Thus it is clear that the said church and precinct are of, and in, the liberty of the City, otherwise if the said church were without the liberty and jurisdiction of the City all the aforesaid grants and indemnity would have been unnecessary.
Also, whereas by ancient custom the citizens were not bound to leave the City to serve on juries, &c., whenever, therefore, a jury became necessary in a cause tried outside the City touching a matter within the City, the Justices came to the said church and caused the citizens to try the case there, as being within the liberty of the City.
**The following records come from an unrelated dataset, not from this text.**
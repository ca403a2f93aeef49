//! Idempotent appends into the document's record lists.
//!
//! Every list the update touches (line history, story units, promise
//! reinforcements, thematic contributions) is keyed by a unit: either its
//! identifier or its number. A candidate is appended only when no element
//! already carries that key, so re-running an update never duplicates records.

use serde_json::Value;

/// The key that tags a record as belonging to one unit.
#[derive(Debug, Clone, Copy, PartialEq)]
pub enum UnitKey<'a> {
    Id(&'a str),
    Number(u32),
}

impl UnitKey<'_> {
    /// Whether `value` is this key.
    ///
    /// Numbers compare by value, so `19` and `19.0` are the same unit.
    pub fn matches(&self, value: &Value) -> bool {
        match self {
            UnitKey::Id(id) => value.as_str() == Some(*id),
            UnitKey::Number(n) => value.as_f64() == Some(f64::from(*n)),
        }
    }
}

/// Append `candidate` unless some element of `records` satisfies `is_same`.
///
/// Returns whether the candidate was appended.
pub fn append_if_absent<T, F>(records: &mut Vec<T>, candidate: T, is_same: F) -> bool
where
    F: FnMut(&T) -> bool,
{
    if records.iter().any(is_same) {
        return false;
    }
    records.push(candidate);
    true
}

/// Append `candidate` unless a record's `field` already holds `key`.
pub fn append_keyed(
    records: &mut Vec<Value>,
    field: &str,
    key: UnitKey<'_>,
    candidate: Value,
) -> bool {
    append_if_absent(records, candidate, |record| {
        record.get(field).is_some_and(|v| key.matches(v))
    })
}

/// Append the key itself to a plain list of unit markers unless present.
pub fn append_marker(markers: &mut Vec<Value>, key: UnitKey<'_>) -> bool {
    let candidate = match key {
        UnitKey::Id(id) => Value::from(id),
        UnitKey::Number(n) => Value::from(n),
    };
    append_if_absent(markers, candidate, |v| key.matches(v))
}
They say also that it has always been the custom, whenever the King's Justices sit at St. Martin le Grand, for the City's officers, and no others, to be in attendance as being a place of, and in, their liberty and jurisdiction.
Lastly, they say that all tenants and inhabitants of the precinct of the said church having shops or houses and following a trade or craft have always borne a share of the City's burdens like other inhabitants of the City, as the Mayor and citizens are prepared to prove.
In consideration of all the foregoing the Mayor and citizens pray the Commissioners to make an early report to the King of their judgment in the matter.
Precept to the Aldermen to elect men in their several Wards to assess a sum equal to one fourth of a fifteenth and to levy the same and bring the money to the Guildhall by the 10th Nov. next. Dated 30 Oct., 11 Henry VI. [A.D. 1432].
12 June, 11 Henry VI. [A.D. 1433], Henry Swetman, "peautrer," discharged by John Perneys, the Mayor, and the Aldermen from serving on juries, &c., owing to deafness and increasing old age.
26 Oct., 12 Henry VI. [A.D. 1433], Thomas Pycard, "stokfisshmonger," similarly discharged owing to increasing old age.
Folio 123 b.
Precept to the Aldermen to hold their several Wardmotes and refer such matters as they cannot themselves remedy to the Mayor's General Court to be held at the Guildhall on Monday next after the Feast of Epiphany [6 Jan.]; and further to take steps for the preservation of the peace and cleansing the streets, and also cause to be elected a prescribed number of persons to be members of the Common Council, &c. Dated 10 Dec., 11 Henry VI. [A.D. 1432].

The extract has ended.